§ TASK TO CARRY OUT
Produce a character-for-character copy of the data below.

§ EXERCISE DATA

use crate::classifier::DomainDistribution;
use crate::config::{DomainRule, TemplateConfig};
use crate::paths;
use crate::types::TemplateSource;
use serde::{Deserialize, Serialize};
use std::path::{Path, PathBuf};

// ---------------------------------------------------------------------------
// PathProbe
// ---------------------------------------------------------------------------

/// Existence check used by template discovery. Injected so discovery can run
/// against a fake filesystem.
pub trait PathProbe {
    fn exists(&self, path: &Path) -> bool;
}

impl<F> PathProbe for F
where
    F: Fn(&Path) -> bool,
{
    fn exists(&self, path: &Path) -> bool {
        self(path)
    }
}

/// Probe backed by the real filesystem.
#[derive(Debug, Clone, Copy, Default)]
pub struct FsProbe;

impl PathProbe for FsProbe {
    fn exists(&self, path: &Path) -> bool {
        path.is_dir()
    }
}

// ---------------------------------------------------------------------------
// Discovery
// ---------------------------------------------------------------------------

#[derive(Debug, Clone, PartialEq, Eq, Serialize, Deserialize)]
pub struct TemplateDiscovery {
    pub source: TemplateSource,
    /// Resolved directory; `None` for inline generation.
    pub path: Option<PathBuf>,
    pub priority: u8,
}

impl TemplateDiscovery {
    pub fn inline() -> Self {
        Self {
            source: TemplateSource::Inline,
            path: None,
            priority: TemplateSource::Inline.priority(),
        }
    }

    /// `<dir>/<template_type>.md`, or `None` when generating inline.
    pub fn template_file(&self, template_type: &str) -> Option<PathBuf> {
        self.path
            .as_ref()
            .map(|dir| dir.join(format!("{template_type}.md")))
    }
}

/// Return the first configured location that exists, in priority order.
/// Inline generation needs no check and always terminates the search.
pub fn discover(root: &Path, config: &TemplateConfig, probe: &dyn PathProbe) -> TemplateDiscovery {
    let mut locations: Vec<_> = config
        .locations
        .iter()
        .filter(|l| l.source != TemplateSource::Inline)
        .collect();
    locations.sort_by_key(|l| l.source.priority());

    for loc in locations {
        let dir = match paths::resolve_location(root, &loc.path) {
            Ok(dir) => dir,
            Err(e) => {
                tracing::warn!(source = %loc.source, error = %e, "skipping template location");
                continue;
            }
        };
        if probe.exists(&dir) {
            tracing::debug!(source = %loc.source, path = %dir.display(), "found template directory");
            return TemplateDiscovery {
                source: loc.source,
                path: Some(dir),
                priority: loc.source.priority(),
            };
        }
    }

    tracing::info!("no template directory found, generating inline");
    TemplateDiscovery::inline()
}

// ---------------------------------------------------------------------------
// Type selection
// ---------------------------------------------------------------------------

/// Template type for the dominant domain. An empty distribution or an
/// unmapped domain gets `default_type`.
pub fn select_template_type(
    dist: &DomainDistribution,
    domains: &[DomainRule],
    config: &TemplateConfig,
) -> String {
    if dist.is_empty() {
        return config.default_type.clone();
    }
    dist.top()
        .and_then(|top| domains.iter().find(|d| d.name == top.domain))
        .and_then(|d| d.template.clone())
        .unwrap_or_else(|| config.default_type.clone())
}

#[derive(Debug, Clone, PartialEq, Eq, Serialize, Deserialize)]
pub struct TemplateSelection {
    pub template_type: String,
    pub discovery: TemplateDiscovery,
    /// File to load, when a directory was found.
    pub template_file: Option<PathBuf>,
}

pub fn select_template(
    root: &Path,
    dist: &DomainDistribution,
    domains: &[DomainRule],
    config: &TemplateConfig,
    probe: &dyn PathProbe,
) -> TemplateSelection {
    let template_type = select_template_type(dist, domains, config);
    let discovery = discover(root, config, probe);
    let template_file = discovery.template_file(&template_type);
    TemplateSelection {
        template_type,
        discovery,
        template_file,
    }
}

// ---------------------------------------------------------------------------
// Tests
// ---------------------------------------------------------------------------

§ OUTPUT BELOW
use crate::classifier::DomainDistribution;
use crate::config::{DomainRule, TemplateConfig};
use crate::paths;
use crate::types::TemplateSource;
use serde::{Deserialize, Serialize};
use std::path::{Path, PathBuf};

// ---------------------------------------------------------------------------
// PathProbe
// ---------------------------------------------------------------------------

/// Existence check used by template discovery. Injected so discovery can run
/// against a fake filesystem.
pub trait PathProbe {
    fn exists(&self, path: &Path) -> bool;
}

impl<F> PathProbe for F
where
    F: Fn(&Path) -> bool,
{
    fn exists(&self, path: &Path) -> bool {
        self(path)
    }
}

/// Probe backed by the real filesystem.
#[derive(Debug, Clone, Copy, Default)]
pub struct FsProbe;

impl PathProbe for FsProbe {
    fn exists(&self, path: &Path) -> bool {
        path.is_dir()
    }
}

// ---------------------------------------------------------------------------
// Discovery
// ---------------------------------------------------------------------------

#[derive(Debug, Clone, PartialEq, Eq, Serialize, Deserialize)]
pub struct TemplateDiscovery {
    pub source: TemplateSource,
    /// Resolved directory; `None` for inline generation.
    pub path: Option<PathBuf>,
    pub priority: u8,
}

impl TemplateDiscovery {
    pub fn inline() -> Self {
        Self {
            source: TemplateSource::Inline,
            path: None,
            priority: TemplateSource::Inline.priority(),
        }
    }

    /// `<dir>/<template_type>.md`, or `None` when generating inline.
    pub fn template_file(&self, template_type: &str) -> Option<PathBuf> {
        self.path
            .as_ref()
            .map(|dir| dir.join(format!("{template_type}.md")))
    }
}

/// Return the first configured location that exists, in priority order.
/// Inline generation needs no check and always terminates the search.
pub fn discover(root: &Path, config: &TemplateConfig, probe: &dyn PathProbe) -> TemplateDiscovery {
    let mut locations: Vec<_> = config
        .locations
        .iter()
        .filter(|l| l.source != TemplateSource::Inline)
        .collect();
    locations.sort_by_key(|l| l.source.priority());

    for loc in locations {
        let dir = match paths::resolve_location(root, &loc.path) {
            Ok(dir) => dir,
            Err(e) => {
                tracing::warn!(source = %loc.source, error = %e, "skipping template location");
                continue;
            }
        };
        if probe.exists(&dir) {
            tracing::debug!(source = %loc.source, path = %dir.display(), "found template directory");
            return TemplateDiscovery {
                source: loc.source,
                path: Some(dir),
                priority: loc.source.priority(),
            };
        }
    }

    tracing::info!("no template directory found, generating inline");
    TemplateDiscovery::inline()
}

// ---------------------------------------------------------------------------
// Type selection
// ---------------------------------------------------------------------------

/// Template type for the dominant domain. An empty distribution or an
/// unmapped domain gets `default_type`.
pub fn select_template_type(
    dist: &DomainDistribution,
    domains: &[DomainRule],
    config: &TemplateConfig,
) -> String {
    if dist.is_empty() {
        return config.default_type.clone();
    }
    dist.top()
        .and_then(|top| domains.iter().find(|d| d.name == top.domain))
        .and_then(|d| d.template.clone())
        .unwrap_or_else(|| config.default_type.clone())
}

#[derive(Debug, Clone, PartialEq, Eq, Serialize, Deserialize)]
pub struct TemplateSelection {
    pub template_type: String,
    pub discovery: TemplateDiscovery,
    /// File to load, when a directory was found.
    pub template_file: Option<PathBuf>,
}

pub fn select_template(
    root: &Path,
    dist: &DomainDistribution,
    domains: &[DomainRule],
    config: &TemplateConfig,
    probe: &dyn PathProbe,
) -> TemplateSelection {
    let template_type = select_template_type(dist, domains, config);
    let discovery = discover(root, config, probe);
    let template_file = discovery.template_file(&template_type);
    TemplateSelection {
        template_type,
        discovery,
        template_file,
    }
}

// ---------------------------------------------------------------------------
// Tests
// ---------------------------------------------------------------------------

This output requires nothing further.